● Work request:
Go through the data below line by line and count those containing the word "match". Reply with the count only.
---------------
// Copyright (c) The nextest Contributors
// SPDX-License-Identifier: MIT OR Apache-2.0

use crate::output::{NO_HEADING_TARGET, StderrStyles};
use camino::FromPathBufError;
use juno_runner::{
    errors::{ConfigParseError, ManifestParseError, RunError, WriteEventError},
    exit_codes::JunoExitCode,
};
use owo_colors::OwoColorize;
use std::error::Error;
use thiserror::Error;
use tracing::error;

/// An error that juno reports to the user and maps to an exit code.
///
/// Failing tests are not errors. They're reported through the summary, with
/// [`JunoExitCode::TEST_RUN_FAILED`].
#[derive(Debug, Error)]
#[doc(hidden)]
pub enum ExpectedError {
    #[error("could not determine the current directory")]
    CurrentDirFailed { error: std::io::Error },
    #[error("current directory is not valid UTF-8")]
    CurrentDirInvalidUtf8 { error: FromPathBufError },
    #[error("config parse error")]
    ConfigParseError {
        #[from]
        err: ConfigParseError,
    },
    #[error("test manifest parse error")]
    ManifestParseError {
        #[from]
        err: ManifestParseError,
    },
    #[error("test run failed")]
    RunError {
        #[from]
        err: RunError,
    },
    #[error("error writing to output")]
    WriteError {
        #[source]
        err: std::io::Error,
    },
}

impl ExpectedError {
    pub(crate) fn write_error(err: std::io::Error) -> Self {
        Self::WriteError { err }
    }

    /// Returns the exit code for the process.
    pub fn process_exit_code(&self) -> i32 {
        match self {
            Self::CurrentDirFailed { .. }
            | Self::CurrentDirInvalidUtf8 { .. }
            | Self::ConfigParseError { .. } => JunoExitCode::SETUP_ERROR,
            Self::ManifestParseError { .. } => JunoExitCode::TEST_LIST_CREATION_FAILED,
            Self::RunError { err } => run_error_exit_code(err),
            Self::WriteError { .. } => JunoExitCode::WRITE_OUTPUT_ERROR,
        }
    }

    /// Displays this error to stderr, along with the chain of errors that caused it.
    pub fn display_to_stderr(&self, styles: &StderrStyles) {
        let mut next_error = match self {
            Self::CurrentDirFailed { error } => {
                error!("could not determine the current directory");
                Some(error as &dyn Error)
            }
            Self::CurrentDirInvalidUtf8 { error } => {
                error!(
                    "current directory `{}` is not valid UTF-8",
                    error.as_path().display().style(styles.bold)
                );
                None
            }
            Self::ConfigParseError { err } => {
                error!(
                    "failed to parse juno config at `{}`",
                    err.config_file().style(styles.bold)
                );
                err.source()
            }
            Self::ManifestParseError { err } => {
                error!("{err}");
                err.source()
            }
            Self::RunError { err } => {
                if let RunError::EnvironmentTeardown { report, .. } = err {
                    // The summary was already printed, so point back at it.
                    let status = if report.is_success() { "OK" } else { "FAILED" };
                    error!(
                        "tests finished ({}), but the environment could not be torn down",
                        status.style(styles.bold)
                    );
                } else {
                    error!("{err}");
                }
                err.source()
            }
            Self::WriteError { err } => {
                error!("error writing to output");
                Some(err as &dyn Error)
            }
        };

        while let Some(err) = next_error {
            error!(target: NO_HEADING_TARGET, "\nCaused by:\n  {}", err);
            next_error = err.source();
        }
    }
}

/// Returns the exit code for a failed run.
fn run_error_exit_code(err: &RunError) -> i32 {
    match err {
        RunError::Configuration(_) => JunoExitCode::SETUP_ERROR,
        RunError::Discovery(_) => JunoExitCode::TEST_LIST_CREATION_FAILED,
        RunError::EnvironmentSetup(_) | RunError::EnvironmentTeardown { .. } => {
            JunoExitCode::ENVIRONMENT_FAILED
        }
        RunError::WriteEvent(WriteEventError::Render(_)) => JunoExitCode::RENDER_ERROR,
        RunError::WriteEvent(_) | RunError::RerunLogWrite(_) => JunoExitCode::WRITE_OUTPUT_ERROR,
        _ => JunoExitCode::SETUP_ERROR,
    }
}

impl From<FromPathBufError> for ExpectedError {
    fn from(error: FromPathBufError) -> Self {
        Self::CurrentDirInvalidUtf8 { error }
    }
}
//! Create `department` table.
use sea_orm_migration::{prelude::*, schema::*};

#[derive(DeriveMigrationName)]
pub struct Migration;

#[async_trait::async_trait]
impl MigrationTrait for Migration {
    async fn up(&self, manager: &SchemaManager) -> Result<(), DbErr> {
        manager
            .create_table(
                Table::create()
                    .table(Department::Table)
                    .if_not_exists()
                    .col(pk_auto(Department::Id))
                    .col(string_len(Department::Name, 100))
                    .to_owned(),
            )
            .await
    }

    async fn down(&self, manager: &SchemaManager) -> Result<(), DbErr> {
        manager.drop_table(Table::drop().table(Department::Table).to_owned()).await
    }
}

#[derive(DeriveIden)]
enum Department { Table, Id, Name }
---------------
● Response to this exercise:
3